EXERCISE MATERIAL Start Marker

use crate::codec::{pack_varuint32, CodecError, Pack, Reader, Unpack};
use crate::types::primitives::*;
use serde::{Deserialize, Serialize};

/// Block interval on the remote chain, in milliseconds.
pub const BLOCK_INTERVAL_MS: u64 = 500;

/// Epoch of the remote chain's block timestamps (2000-01-01T00:00:00Z) in Unix milliseconds.
pub const BLOCK_TIMESTAMP_EPOCH_MS: u64 = 946_684_800_000;

/// Block production slot: number of 500 ms intervals since the timestamp epoch.
#[derive(Clone, Copy, Debug, Default, PartialEq, Eq, PartialOrd, Ord, Hash, Serialize, Deserialize)]
pub struct BlockTimestamp {
    pub slot: u32,
}

impl BlockTimestamp {
    pub const fn from_slot(slot: u32) -> Self {
        Self { slot }
    }

    /// Unix time in milliseconds at the start of this slot.
    pub fn to_unix_millis(&self) -> u64 {
        BLOCK_TIMESTAMP_EPOCH_MS + u64::from(self.slot) * BLOCK_INTERVAL_MS
    }
}

/// A producer and the key it signs blocks with.
#[derive(Clone, Debug, PartialEq, Eq, Serialize, Deserialize)]
pub struct ProducerKey {
    pub producer_name: Name,
    pub block_signing_key: PublicKey,
}

/// An ordered, versioned list of block producers.
/// The order matters: it determines whose turn each slot is.
#[derive(Clone, Debug, Default, PartialEq, Eq, Serialize, Deserialize)]
pub struct ProducerSchedule {
    pub version: u32,
    pub producers: Vec<ProducerKey>,
}

impl ProducerSchedule {
    /// Look up the signing key of a producer.
    pub fn key_of(&self, producer: Name) -> Option<&PublicKey> {
        self.producers
            .iter()
            .find(|p| p.producer_name == producer)
            .map(|p| &p.block_signing_key)
    }

    /// Look up which producer signs with `key`.
    pub fn producer_of(&self, key: &PublicKey) -> Option<Name> {
        self.producers
            .iter()
            .find(|p| &p.block_signing_key == key)
            .map(|p| p.producer_name)
    }

    /// Position of a producer in the schedule order.
    pub fn position_of(&self, producer: Name) -> Option<usize> {
        self.producers
            .iter()
            .position(|p| p.producer_name == producer)
    }

    /// A schedule with a single producer named `eosio` is a local test network.
    /// Such schedules are exempt from rotation-window and quorum-size rules.
    pub fn is_single_producer_test(&self) -> bool {
        self.producers.len() == 1 && self.producers[0].producer_name == SINGLE_PRODUCER_NAME
    }

    /// The weighted-authority form of this schedule: each producer becomes a
    /// threshold-1 authority over its single key.
    pub fn to_authority_schedule(&self) -> ProducerAuthoritySchedule {
        ProducerAuthoritySchedule {
            version: self.version,
            producers: self
                .producers
                .iter()
                .map(|p| ProducerAuthority {
                    producer_name: p.producer_name,
                    authority: BlockSigningAuthority::V0 {
                        threshold: 1,
                        keys: vec![KeyWeight {
                            key: p.block_signing_key,
                            weight: 1,
                        }],
                    },
                })
                .collect(),
        }
    }
}

/// Name of the sole producer on a single-node test chain (`eosio`).
pub const SINGLE_PRODUCER_NAME: Name = Name::new(0x5530_EA00_0000_0000);

#[derive(Clone, Debug, PartialEq, Eq, Serialize, Deserialize)]
pub struct KeyWeight {
    pub key: PublicKey,
    pub weight: u16,
}

/// Weighted multi-key signing authority used by the extended schedule format.
#[derive(Clone, Debug, PartialEq, Eq, Serialize, Deserialize)]
pub enum BlockSigningAuthority {
    V0 { threshold: u32, keys: Vec<KeyWeight> },
}

#[derive(Clone, Debug, PartialEq, Eq, Serialize, Deserialize)]
pub struct ProducerAuthority {
    pub producer_name: Name,
    pub authority: BlockSigningAuthority,
}

#[derive(Clone, Debug, PartialEq, Eq, Serialize, Deserialize)]
pub struct ProducerAuthoritySchedule {
    pub version: u32,
    pub producers: Vec<ProducerAuthority>,
}

/// An opaque header extension (type id + payload).
#[derive(Clone, Debug, PartialEq, Eq, Serialize, Deserialize)]
pub struct HeaderExtension {
    pub kind: u16,
    #[serde(with = "hex_bytes")]
    pub data: Vec<u8>,
}

/// A remote chain block header. Immutable once signed.
#[derive(Clone, Debug, Default, PartialEq, Eq, Serialize, Deserialize)]
pub struct BlockHeader {
    pub timestamp: BlockTimestamp,
    pub producer: Name,
    pub confirmed: u16,
    /// Id of the parent block; its first 4 bytes carry the parent's number.
    #[serde(with = "hex_digest")]
    pub previous: BlockId,
    #[serde(with = "hex_digest")]
    pub transaction_mroot: Digest,
    #[serde(with = "hex_digest")]
    pub action_mroot: Digest,
    /// Version of the schedule that was active when this block was produced.
    pub schedule_version: u32,
    /// Present only on the block that proposes a new producer schedule.
    pub new_producers: Option<ProducerSchedule>,
    pub header_extensions: Vec<HeaderExtension>,
}

/// A header together with its producer's signature.
#[derive(Clone, Debug, PartialEq, Eq, Serialize, Deserialize)]
pub struct SignedBlockHeader {
    pub header: BlockHeader,
    pub producer_signature: Signature,
}

impl SignedBlockHeader {
    pub fn block_num(&self) -> u32 {
        self.header.block_num()
    }

    pub fn id(&self) -> BlockId {
        self.header.id()
    }
}

// --- Canonical encoding ---

impl Pack for BlockTimestamp {
    fn pack(&self, out: &mut Vec<u8>) {
        self.slot.pack(out);
    }
}

impl Unpack for BlockTimestamp {
    fn unpack(reader: &mut Reader<'_>) -> Result<Self, CodecError> {
        Ok(Self {
            slot: u32::unpack(reader)?,
        })
    }
}

impl Pack for ProducerKey {
    fn pack(&self, out: &mut Vec<u8>) {
        self.producer_name.pack(out);
        self.block_signing_key.pack(out);
    }
}

impl Unpack for ProducerKey {
    fn unpack(reader: &mut Reader<'_>) -> Result<Self, CodecError> {
        Ok(Self {
            producer_name: Name::unpack(reader)?,
            block_signing_key: PublicKey::unpack(reader)?,
        })
    }
}

impl Pack for ProducerSchedule {
    fn pack(&self, out: &mut Vec<u8>) {
        self.version.pack(out);
        self.producers.pack(out);
    }
}

impl Unpack for ProducerSchedule {
    fn unpack(reader: &mut Reader<'_>) -> Result<Self, CodecError> {
        Ok(Self {
            version: u32::unpack(reader)?,
            producers: Vec::unpack(reader)?,
        })
    }
}

impl Pack for KeyWeight {
    fn pack(&self, out: &mut Vec<u8>) {
        self.key.pack(out);
        self.weight.pack(out);
    }
}

impl Pack for BlockSigningAuthority {
    fn pack(&self, out: &mut Vec<u8>) {
        match self {
            BlockSigningAuthority::V0 { threshold, keys } => {
                pack_varuint32(0, out);
                threshold.pack(out);
                keys.pack(out);
            }
        }
    }
}

impl Pack for ProducerAuthority {
    fn pack(&self, out: &mut Vec<u8>) {
        self.producer_name.pack(out);
        self.authority.pack(out);
    }
}

impl Pack for ProducerAuthoritySchedule {
    fn pack(&self, out: &mut Vec<u8>) {
        self.version.pack(out);
        self.producers.pack(out);
    }
}

impl Pack for HeaderExtension {
    fn pack(&self, out: &mut Vec<u8>) {
        self.kind.pack(out);
        self.data.pack(out);
    }
}

impl Unpack for HeaderExtension {
    fn unpack(reader: &mut Reader<'_>) -> Result<Self, CodecError> {
        Ok(Self {
            kind: u16::unpack(reader)?,
            data: Vec::unpack(reader)?,
        })
    }
}

impl Pack for BlockHeader {
    fn pack(&self, out: &mut Vec<u8>) {
        self.timestamp.pack(out);
        self.producer.pack(out);
        self.confirmed.pack(out);
        self.previous.pack(out);
        self.transaction_mroot.pack(out);
        self.action_mroot.pack(out);
        self.schedule_version.pack(out);
        self.new_producers.pack(out);
        self.header_extensions.pack(out);
    }
}

impl Unpack for BlockHeader {
    fn unpack(reader: &mut Reader<'_>) -> Result<Self, CodecError> {
        Ok(Self {
            timestamp: BlockTimestamp::unpack(reader)?,
            producer: Name::unpack(reader)?,
            confirmed: u16::unpack(reader)?,
            previous: <[u8; 32]>::unpack(reader)?,
            transaction_mroot: <[u8; 32]>::unpack(reader)?,
            action_mroot: <[u8; 32]>::unpack(reader)?,
            schedule_version: u32::unpack(reader)?,
            new_producers: Option::unpack(reader)?,
            header_extensions: Vec::unpack(reader)?,
        })
    }
}

impl Pack for SignedBlockHeader {
    fn pack(&self, out: &mut Vec<u8>) {
        self.header.pack(out);
        self.producer_signature.pack(out);
    }
}

impl Unpack for SignedBlockHeader {
    fn unpack(reader: &mut Reader<'_>) -> Result<Self, CodecError> {
        Ok(Self {
            header: BlockHeader::unpack(reader)?,
            producer_signature: Signature::unpack(reader)?,
        })
    }
}

#[cfg(test)]
mod tests {
    use super::*;
    use crate::codec::{pack, unpack};

    fn producer(name: &str, key_byte: u8) -> ProducerKey {
        ProducerKey {
            producer_name: name.parse().unwrap(),
            block_signing_key: PublicKey([key_byte; PUBLIC_KEY_LEN]),
        }
    }

    #[test]
    fn test_single_producer_name_constant() {
        assert_eq!(SINGLE_PRODUCER_NAME.to_string(), "eosio");
    }

    #[test]
    fn test_schedule_lookups() {
        let schedule = ProducerSchedule {
            version: 3,
            producers: vec![producer("alpha", 1), producer("bravo", 2)],
        };
        let bravo: Name = "bravo".parse().unwrap();

        assert_eq!(schedule.key_of(bravo), Some(&PublicKey([2; PUBLIC_KEY_LEN])));
        assert_eq!(schedule.producer_of(&PublicKey([1; PUBLIC_KEY_LEN])), Some("alpha".parse().unwrap()));
        assert_eq!(schedule.position_of(bravo), Some(1));
        assert_eq!(schedule.key_of("charlie".parse().unwrap()), None);
        assert!(!schedule.is_single_producer_test());
    }

    #[test]
    fn test_single_producer_detection() {
        let schedule = ProducerSchedule {
            version: 0,
            producers: vec![producer("eosio", 7)],
        };
        assert!(schedule.is_single_producer_test());

        let lone_other = ProducerSchedule {
            version: 0,
            producers: vec![producer("alpha", 7)],
        };
        assert!(!lone_other.is_single_producer_test());
    }

    #[test]
    fn test_signed_header_decodes_from_packed_bytes() {
        let header = SignedBlockHeader {
            header: BlockHeader {
                timestamp: BlockTimestamp::from_slot(1234),
                producer: "alpha".parse().unwrap(),
                confirmed: 0,
                previous: [0x11; 32],
                transaction_mroot: [0x22; 32],
                action_mroot: [0x33; 32],
                schedule_version: 2,
                new_producers: Some(ProducerSchedule {
                    version: 3,
                    producers: vec![producer("bravo", 2)],
                }),
                header_extensions: vec![HeaderExtension {
                    kind: 1,
                    data: vec![0xde, 0xad],
                }],
            },
            producer_signature: Signature([0x1f; SIGNATURE_LEN]),
        };

        let bytes = pack(&header);
        let decoded: SignedBlockHeader = unpack(&bytes).unwrap();
        assert_eq!(decoded, header);
    }

    #[test]
    fn test_authority_schedule_wraps_each_key() {
        let schedule = ProducerSchedule {
            version: 5,
            producers: vec![producer("alpha", 1)],
        };
        let authority = schedule.to_authority_schedule();
        assert_eq!(authority.version, 5);
        match &authority.producers[0].authority {
            BlockSigningAuthority::V0 { threshold, keys } => {
                assert_eq!(*threshold, 1);
                assert_eq!(keys.len(), 1);
                assert_eq!(keys[0].weight, 1);
            }
        }
        // variant tag + threshold + key list sit between the name and the end
        assert_ne!(pack(&authority), pack(&schedule));
    }

    #[test]
    fn test_timestamp_to_unix_millis() {
        assert_eq!(BlockTimestamp::from_slot(0).to_unix_millis(), 946_684_800_000);
        assert_eq!(BlockTimestamp::from_slot(2).to_unix_millis(), 946_684_801_000);
    }
}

EXERCISE MATERIAL End Marker

> **PROBLEM DESCRIPTION**:
Only a number is expected here: the count of lines in the records above that include the word "Option".

> **SOLUTION FOR THIS EXERCISE**:
5